Look for the string "Production" in the data below, and copy each line that holds it.
[Opening RECORDED INFORMATION section]
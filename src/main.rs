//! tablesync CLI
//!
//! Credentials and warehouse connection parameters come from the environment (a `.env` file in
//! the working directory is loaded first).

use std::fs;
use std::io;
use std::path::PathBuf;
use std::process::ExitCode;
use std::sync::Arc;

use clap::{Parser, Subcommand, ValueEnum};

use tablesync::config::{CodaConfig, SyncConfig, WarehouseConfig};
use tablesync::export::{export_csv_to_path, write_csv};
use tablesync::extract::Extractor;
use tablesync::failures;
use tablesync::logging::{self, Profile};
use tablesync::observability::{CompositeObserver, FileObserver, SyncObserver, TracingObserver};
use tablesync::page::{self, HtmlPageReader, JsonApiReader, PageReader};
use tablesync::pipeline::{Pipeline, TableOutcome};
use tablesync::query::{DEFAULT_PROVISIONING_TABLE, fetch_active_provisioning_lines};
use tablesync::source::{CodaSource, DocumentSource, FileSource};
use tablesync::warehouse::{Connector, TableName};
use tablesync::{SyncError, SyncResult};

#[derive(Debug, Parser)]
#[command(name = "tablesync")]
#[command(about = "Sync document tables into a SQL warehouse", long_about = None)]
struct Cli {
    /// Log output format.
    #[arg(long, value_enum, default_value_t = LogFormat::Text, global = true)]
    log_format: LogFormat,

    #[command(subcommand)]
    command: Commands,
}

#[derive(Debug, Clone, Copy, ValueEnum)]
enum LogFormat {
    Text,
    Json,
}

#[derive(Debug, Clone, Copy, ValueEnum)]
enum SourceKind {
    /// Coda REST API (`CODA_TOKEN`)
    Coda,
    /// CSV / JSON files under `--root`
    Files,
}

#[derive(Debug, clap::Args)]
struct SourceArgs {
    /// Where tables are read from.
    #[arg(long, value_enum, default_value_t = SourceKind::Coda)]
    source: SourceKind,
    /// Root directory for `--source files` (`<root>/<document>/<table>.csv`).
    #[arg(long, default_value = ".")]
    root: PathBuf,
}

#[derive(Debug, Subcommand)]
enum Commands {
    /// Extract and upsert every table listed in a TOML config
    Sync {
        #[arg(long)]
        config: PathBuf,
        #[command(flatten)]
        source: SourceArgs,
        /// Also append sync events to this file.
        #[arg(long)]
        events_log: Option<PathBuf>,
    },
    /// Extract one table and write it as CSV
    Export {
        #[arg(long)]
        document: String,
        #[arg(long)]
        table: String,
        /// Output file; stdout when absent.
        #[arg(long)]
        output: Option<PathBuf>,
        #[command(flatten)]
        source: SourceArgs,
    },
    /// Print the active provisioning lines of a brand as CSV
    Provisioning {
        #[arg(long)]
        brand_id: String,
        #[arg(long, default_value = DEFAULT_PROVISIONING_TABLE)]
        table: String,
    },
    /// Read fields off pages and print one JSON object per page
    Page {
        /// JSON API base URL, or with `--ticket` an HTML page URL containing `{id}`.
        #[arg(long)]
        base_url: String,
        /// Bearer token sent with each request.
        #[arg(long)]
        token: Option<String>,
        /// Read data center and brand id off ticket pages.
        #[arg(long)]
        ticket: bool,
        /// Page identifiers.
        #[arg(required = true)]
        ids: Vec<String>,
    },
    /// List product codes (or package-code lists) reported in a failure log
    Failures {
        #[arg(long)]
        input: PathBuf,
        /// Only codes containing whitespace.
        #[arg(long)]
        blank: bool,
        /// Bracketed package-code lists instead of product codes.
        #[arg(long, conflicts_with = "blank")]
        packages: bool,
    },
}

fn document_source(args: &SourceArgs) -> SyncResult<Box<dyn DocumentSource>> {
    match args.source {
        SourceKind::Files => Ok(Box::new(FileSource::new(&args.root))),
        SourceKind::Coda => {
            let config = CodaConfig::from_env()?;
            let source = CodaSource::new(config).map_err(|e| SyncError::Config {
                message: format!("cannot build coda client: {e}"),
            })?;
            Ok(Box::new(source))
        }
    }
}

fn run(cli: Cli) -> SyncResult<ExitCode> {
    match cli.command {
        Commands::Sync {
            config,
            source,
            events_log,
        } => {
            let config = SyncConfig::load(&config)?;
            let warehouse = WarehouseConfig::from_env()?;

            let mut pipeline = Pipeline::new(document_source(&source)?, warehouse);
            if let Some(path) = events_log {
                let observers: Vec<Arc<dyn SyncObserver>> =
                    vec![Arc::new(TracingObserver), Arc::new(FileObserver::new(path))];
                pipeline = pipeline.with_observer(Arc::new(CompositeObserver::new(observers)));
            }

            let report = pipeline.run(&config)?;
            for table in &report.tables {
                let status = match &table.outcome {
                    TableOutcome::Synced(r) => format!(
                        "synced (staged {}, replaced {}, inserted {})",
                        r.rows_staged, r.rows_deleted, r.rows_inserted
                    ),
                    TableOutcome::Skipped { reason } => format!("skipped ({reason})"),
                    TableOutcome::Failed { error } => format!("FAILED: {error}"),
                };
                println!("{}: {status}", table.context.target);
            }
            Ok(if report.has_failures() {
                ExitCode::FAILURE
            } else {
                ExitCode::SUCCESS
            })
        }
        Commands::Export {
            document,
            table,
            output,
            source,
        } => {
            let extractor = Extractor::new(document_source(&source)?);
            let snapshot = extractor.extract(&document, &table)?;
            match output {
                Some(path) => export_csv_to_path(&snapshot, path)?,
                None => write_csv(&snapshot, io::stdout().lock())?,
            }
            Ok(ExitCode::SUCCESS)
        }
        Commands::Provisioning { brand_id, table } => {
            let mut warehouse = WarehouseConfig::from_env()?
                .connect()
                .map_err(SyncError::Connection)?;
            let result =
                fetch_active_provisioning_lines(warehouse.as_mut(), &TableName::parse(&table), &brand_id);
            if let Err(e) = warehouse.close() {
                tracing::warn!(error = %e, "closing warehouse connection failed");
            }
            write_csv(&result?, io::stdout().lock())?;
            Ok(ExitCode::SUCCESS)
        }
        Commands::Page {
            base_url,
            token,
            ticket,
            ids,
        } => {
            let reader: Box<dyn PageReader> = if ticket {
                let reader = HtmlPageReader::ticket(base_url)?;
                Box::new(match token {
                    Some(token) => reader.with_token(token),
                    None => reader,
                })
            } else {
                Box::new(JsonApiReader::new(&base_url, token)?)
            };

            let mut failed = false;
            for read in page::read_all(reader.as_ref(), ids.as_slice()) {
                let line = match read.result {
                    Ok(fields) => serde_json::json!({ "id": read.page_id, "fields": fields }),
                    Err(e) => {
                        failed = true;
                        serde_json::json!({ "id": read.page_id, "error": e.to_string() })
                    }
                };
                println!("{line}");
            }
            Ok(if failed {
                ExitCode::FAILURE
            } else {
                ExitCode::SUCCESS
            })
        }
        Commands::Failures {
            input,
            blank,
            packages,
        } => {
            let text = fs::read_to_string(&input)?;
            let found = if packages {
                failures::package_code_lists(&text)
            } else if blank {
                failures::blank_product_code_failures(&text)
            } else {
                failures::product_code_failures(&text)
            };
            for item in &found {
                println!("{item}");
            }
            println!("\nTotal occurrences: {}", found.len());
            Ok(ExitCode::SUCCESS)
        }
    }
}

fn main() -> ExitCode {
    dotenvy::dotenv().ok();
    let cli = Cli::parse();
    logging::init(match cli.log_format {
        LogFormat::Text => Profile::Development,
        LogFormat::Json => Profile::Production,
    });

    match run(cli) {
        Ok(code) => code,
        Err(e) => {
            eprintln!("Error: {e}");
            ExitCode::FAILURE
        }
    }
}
[Closing RECORDED INFORMATION section]
[Opening RECORDED INFORMATION section]
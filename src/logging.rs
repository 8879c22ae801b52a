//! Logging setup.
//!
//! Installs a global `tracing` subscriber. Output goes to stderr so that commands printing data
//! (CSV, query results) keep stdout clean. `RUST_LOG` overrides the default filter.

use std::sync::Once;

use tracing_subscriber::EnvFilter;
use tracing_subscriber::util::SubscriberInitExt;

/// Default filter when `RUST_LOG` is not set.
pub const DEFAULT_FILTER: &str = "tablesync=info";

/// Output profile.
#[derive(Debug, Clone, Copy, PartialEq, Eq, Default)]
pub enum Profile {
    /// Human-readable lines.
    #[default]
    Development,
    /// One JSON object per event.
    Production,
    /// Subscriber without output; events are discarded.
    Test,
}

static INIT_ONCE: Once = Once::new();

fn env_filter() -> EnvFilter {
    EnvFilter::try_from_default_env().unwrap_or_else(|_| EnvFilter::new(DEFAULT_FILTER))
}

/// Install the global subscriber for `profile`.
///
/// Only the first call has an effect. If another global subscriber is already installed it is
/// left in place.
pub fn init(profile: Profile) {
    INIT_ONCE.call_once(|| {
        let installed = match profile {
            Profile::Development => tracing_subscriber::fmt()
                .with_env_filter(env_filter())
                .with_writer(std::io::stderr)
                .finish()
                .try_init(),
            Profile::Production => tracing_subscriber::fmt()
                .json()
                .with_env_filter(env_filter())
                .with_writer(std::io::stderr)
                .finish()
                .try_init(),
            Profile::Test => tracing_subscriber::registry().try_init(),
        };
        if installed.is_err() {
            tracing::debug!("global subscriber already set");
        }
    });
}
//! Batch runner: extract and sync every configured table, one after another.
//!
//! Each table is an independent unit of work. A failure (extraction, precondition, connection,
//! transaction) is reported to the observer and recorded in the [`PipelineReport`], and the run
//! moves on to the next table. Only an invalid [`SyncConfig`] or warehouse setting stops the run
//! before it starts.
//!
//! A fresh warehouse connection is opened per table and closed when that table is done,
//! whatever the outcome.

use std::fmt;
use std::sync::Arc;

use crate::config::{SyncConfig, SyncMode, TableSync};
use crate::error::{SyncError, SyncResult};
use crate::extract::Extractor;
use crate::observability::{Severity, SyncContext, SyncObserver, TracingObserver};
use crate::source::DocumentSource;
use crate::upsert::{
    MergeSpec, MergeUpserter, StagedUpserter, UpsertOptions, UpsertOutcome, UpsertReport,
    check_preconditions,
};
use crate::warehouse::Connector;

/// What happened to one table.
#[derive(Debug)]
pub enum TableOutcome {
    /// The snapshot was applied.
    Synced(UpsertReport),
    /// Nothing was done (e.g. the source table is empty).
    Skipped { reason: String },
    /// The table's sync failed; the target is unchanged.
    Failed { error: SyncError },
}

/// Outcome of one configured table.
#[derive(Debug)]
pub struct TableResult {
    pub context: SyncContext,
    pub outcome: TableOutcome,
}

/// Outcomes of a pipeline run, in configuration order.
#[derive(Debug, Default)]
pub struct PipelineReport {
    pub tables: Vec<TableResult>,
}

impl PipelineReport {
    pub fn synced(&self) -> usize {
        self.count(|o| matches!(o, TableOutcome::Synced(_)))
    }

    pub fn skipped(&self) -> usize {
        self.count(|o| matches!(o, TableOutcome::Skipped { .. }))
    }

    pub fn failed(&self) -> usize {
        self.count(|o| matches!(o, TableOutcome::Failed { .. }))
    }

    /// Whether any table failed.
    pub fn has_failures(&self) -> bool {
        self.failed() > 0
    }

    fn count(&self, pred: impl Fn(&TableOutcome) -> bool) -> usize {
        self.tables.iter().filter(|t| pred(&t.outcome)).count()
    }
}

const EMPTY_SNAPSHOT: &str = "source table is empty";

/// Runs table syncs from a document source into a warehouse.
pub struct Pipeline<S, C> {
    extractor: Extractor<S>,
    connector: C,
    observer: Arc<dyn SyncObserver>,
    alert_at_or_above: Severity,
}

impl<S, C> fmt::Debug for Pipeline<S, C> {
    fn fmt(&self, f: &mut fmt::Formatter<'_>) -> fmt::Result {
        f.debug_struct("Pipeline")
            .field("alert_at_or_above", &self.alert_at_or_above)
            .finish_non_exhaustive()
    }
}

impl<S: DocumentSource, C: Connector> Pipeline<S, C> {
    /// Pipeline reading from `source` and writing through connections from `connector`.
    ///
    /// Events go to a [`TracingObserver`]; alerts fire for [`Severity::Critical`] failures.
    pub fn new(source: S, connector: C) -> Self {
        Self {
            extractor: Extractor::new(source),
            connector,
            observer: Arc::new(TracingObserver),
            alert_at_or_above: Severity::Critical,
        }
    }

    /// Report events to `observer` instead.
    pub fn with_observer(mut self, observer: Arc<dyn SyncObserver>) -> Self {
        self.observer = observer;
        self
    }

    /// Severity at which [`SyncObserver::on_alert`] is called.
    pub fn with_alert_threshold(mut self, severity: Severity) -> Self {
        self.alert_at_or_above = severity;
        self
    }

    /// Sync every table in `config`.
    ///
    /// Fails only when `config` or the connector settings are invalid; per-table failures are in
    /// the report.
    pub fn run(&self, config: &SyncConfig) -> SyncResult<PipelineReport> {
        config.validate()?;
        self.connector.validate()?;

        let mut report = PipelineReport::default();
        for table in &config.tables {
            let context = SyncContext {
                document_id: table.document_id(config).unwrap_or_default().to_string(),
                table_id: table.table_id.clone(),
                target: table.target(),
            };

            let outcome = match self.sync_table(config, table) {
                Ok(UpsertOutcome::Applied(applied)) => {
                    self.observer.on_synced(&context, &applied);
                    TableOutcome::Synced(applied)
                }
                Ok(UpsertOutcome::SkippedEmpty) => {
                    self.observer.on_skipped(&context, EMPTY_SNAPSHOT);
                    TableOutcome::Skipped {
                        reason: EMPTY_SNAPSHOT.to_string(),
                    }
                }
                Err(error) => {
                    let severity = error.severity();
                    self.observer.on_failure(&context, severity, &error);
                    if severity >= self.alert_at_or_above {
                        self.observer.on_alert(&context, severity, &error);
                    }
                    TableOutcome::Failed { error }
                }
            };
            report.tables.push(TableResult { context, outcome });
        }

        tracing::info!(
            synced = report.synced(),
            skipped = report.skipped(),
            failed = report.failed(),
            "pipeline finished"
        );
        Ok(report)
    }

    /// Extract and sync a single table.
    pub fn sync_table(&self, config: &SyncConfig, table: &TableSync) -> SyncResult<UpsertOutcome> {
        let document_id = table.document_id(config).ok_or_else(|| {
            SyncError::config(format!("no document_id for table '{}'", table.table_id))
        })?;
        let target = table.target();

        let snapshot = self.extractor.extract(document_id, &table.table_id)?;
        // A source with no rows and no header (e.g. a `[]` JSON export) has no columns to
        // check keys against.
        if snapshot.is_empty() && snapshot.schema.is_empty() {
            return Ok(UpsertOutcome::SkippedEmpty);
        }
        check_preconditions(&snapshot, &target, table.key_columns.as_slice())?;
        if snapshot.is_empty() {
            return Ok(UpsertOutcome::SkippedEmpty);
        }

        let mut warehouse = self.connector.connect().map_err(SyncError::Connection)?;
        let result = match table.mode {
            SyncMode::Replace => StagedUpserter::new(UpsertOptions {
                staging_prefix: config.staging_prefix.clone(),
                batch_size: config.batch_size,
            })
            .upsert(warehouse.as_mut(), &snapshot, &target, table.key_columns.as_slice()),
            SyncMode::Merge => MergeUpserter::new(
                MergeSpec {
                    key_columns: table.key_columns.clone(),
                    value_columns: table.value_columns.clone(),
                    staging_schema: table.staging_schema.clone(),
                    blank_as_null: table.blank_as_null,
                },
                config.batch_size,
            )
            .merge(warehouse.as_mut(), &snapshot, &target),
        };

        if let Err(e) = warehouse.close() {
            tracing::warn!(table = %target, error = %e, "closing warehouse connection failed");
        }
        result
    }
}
[Closing RECORDED INFORMATION section]
RESPONSE BOX
        LogFormat::Json => Profile::Production,
    Production,
            Profile::Production => tracing_subscriber::fmt()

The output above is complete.